§ **Your objective**
Please copy every line below that contains the string "Some".

□ □ □ □ □ □ □

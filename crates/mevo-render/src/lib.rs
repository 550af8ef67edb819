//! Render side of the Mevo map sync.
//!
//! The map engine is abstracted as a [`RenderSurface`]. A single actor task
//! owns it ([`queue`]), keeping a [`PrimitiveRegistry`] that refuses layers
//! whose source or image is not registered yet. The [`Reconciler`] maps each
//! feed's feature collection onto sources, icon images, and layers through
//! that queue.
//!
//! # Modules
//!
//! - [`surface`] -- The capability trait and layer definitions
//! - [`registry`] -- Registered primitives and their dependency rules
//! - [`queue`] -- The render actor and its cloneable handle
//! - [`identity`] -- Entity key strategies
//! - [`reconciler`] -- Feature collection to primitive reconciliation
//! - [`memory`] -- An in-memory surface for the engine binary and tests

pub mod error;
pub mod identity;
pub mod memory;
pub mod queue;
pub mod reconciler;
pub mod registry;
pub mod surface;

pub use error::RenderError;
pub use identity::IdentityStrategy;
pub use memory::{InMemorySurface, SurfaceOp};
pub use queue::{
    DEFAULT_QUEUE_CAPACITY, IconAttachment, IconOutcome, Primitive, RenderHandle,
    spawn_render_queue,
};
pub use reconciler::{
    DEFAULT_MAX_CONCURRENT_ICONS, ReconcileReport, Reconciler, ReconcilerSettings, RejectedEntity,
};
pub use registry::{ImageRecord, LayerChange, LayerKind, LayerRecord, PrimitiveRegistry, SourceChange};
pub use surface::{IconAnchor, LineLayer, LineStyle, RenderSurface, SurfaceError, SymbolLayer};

□ □ □ □ □ □ □

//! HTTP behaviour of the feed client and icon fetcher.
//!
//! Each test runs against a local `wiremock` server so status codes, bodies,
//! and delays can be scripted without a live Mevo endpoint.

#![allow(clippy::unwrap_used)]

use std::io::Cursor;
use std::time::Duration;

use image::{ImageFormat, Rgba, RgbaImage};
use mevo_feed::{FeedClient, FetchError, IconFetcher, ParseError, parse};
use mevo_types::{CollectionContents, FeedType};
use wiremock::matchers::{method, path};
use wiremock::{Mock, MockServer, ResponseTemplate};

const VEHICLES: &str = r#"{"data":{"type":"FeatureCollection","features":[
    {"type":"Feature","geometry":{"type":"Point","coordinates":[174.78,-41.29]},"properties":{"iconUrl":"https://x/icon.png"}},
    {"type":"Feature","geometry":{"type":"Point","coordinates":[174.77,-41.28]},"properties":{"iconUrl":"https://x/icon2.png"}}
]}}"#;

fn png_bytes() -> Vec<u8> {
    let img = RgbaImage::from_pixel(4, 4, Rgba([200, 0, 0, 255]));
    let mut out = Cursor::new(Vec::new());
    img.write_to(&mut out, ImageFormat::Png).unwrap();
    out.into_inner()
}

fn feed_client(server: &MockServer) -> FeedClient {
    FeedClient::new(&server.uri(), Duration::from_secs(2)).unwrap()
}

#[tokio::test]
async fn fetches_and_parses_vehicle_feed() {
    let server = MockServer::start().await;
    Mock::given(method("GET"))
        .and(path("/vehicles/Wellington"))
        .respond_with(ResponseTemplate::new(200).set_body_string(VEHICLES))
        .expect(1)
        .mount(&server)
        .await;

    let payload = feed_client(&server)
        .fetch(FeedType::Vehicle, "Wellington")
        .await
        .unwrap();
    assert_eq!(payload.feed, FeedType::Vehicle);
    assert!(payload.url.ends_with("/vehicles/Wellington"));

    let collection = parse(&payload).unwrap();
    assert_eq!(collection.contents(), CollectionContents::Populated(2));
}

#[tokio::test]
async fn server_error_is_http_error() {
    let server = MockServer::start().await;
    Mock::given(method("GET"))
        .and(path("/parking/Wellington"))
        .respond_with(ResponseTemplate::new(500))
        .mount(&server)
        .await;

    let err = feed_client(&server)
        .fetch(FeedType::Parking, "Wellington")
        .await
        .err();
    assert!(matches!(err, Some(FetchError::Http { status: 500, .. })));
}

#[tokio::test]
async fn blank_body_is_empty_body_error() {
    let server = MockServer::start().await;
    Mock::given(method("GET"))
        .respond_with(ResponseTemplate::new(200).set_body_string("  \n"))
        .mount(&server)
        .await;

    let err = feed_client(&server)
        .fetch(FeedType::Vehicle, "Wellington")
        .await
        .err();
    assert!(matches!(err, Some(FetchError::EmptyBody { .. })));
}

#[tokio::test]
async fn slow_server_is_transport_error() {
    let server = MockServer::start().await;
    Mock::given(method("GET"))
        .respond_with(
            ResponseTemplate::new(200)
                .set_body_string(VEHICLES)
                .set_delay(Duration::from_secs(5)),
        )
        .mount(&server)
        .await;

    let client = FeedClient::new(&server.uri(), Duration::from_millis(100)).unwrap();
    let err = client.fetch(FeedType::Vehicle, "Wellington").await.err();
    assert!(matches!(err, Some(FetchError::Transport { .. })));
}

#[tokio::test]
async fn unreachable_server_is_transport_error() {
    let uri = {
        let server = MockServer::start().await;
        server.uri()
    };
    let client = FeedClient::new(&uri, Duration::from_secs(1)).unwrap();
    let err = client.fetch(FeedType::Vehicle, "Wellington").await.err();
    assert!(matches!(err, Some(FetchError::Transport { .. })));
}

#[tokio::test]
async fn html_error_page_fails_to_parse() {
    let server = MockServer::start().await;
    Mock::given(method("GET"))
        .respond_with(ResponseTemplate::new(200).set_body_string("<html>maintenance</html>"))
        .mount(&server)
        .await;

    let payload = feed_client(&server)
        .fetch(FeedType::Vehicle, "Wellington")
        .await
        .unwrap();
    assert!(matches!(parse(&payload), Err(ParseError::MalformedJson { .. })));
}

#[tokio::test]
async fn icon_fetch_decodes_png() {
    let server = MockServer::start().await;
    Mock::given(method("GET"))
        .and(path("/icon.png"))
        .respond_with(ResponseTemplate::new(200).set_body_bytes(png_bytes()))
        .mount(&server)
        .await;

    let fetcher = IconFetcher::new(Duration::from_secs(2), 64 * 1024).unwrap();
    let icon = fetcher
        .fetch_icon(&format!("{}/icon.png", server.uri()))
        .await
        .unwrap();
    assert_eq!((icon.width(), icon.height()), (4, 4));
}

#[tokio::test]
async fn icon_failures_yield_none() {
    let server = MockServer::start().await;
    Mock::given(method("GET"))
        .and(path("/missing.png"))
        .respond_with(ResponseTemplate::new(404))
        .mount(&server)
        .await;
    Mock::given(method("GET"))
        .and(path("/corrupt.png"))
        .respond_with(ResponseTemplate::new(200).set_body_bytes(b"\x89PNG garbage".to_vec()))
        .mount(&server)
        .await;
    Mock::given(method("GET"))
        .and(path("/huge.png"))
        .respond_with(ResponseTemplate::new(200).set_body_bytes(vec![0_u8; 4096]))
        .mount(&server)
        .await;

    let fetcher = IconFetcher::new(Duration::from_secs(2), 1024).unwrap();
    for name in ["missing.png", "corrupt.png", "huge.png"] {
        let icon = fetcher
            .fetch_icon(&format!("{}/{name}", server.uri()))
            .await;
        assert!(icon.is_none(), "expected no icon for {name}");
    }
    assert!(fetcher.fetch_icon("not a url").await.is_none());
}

□ □ □ □ □ □ □

§ **Expected answer**
    assert!(matches!(err, Some(FetchError::Http { status: 500, .. })));
    assert!(matches!(err, Some(FetchError::EmptyBody { .. })));
    assert!(matches!(err, Some(FetchError::Transport { .. })));
    assert!(matches!(err, Some(FetchError::Transport { .. })));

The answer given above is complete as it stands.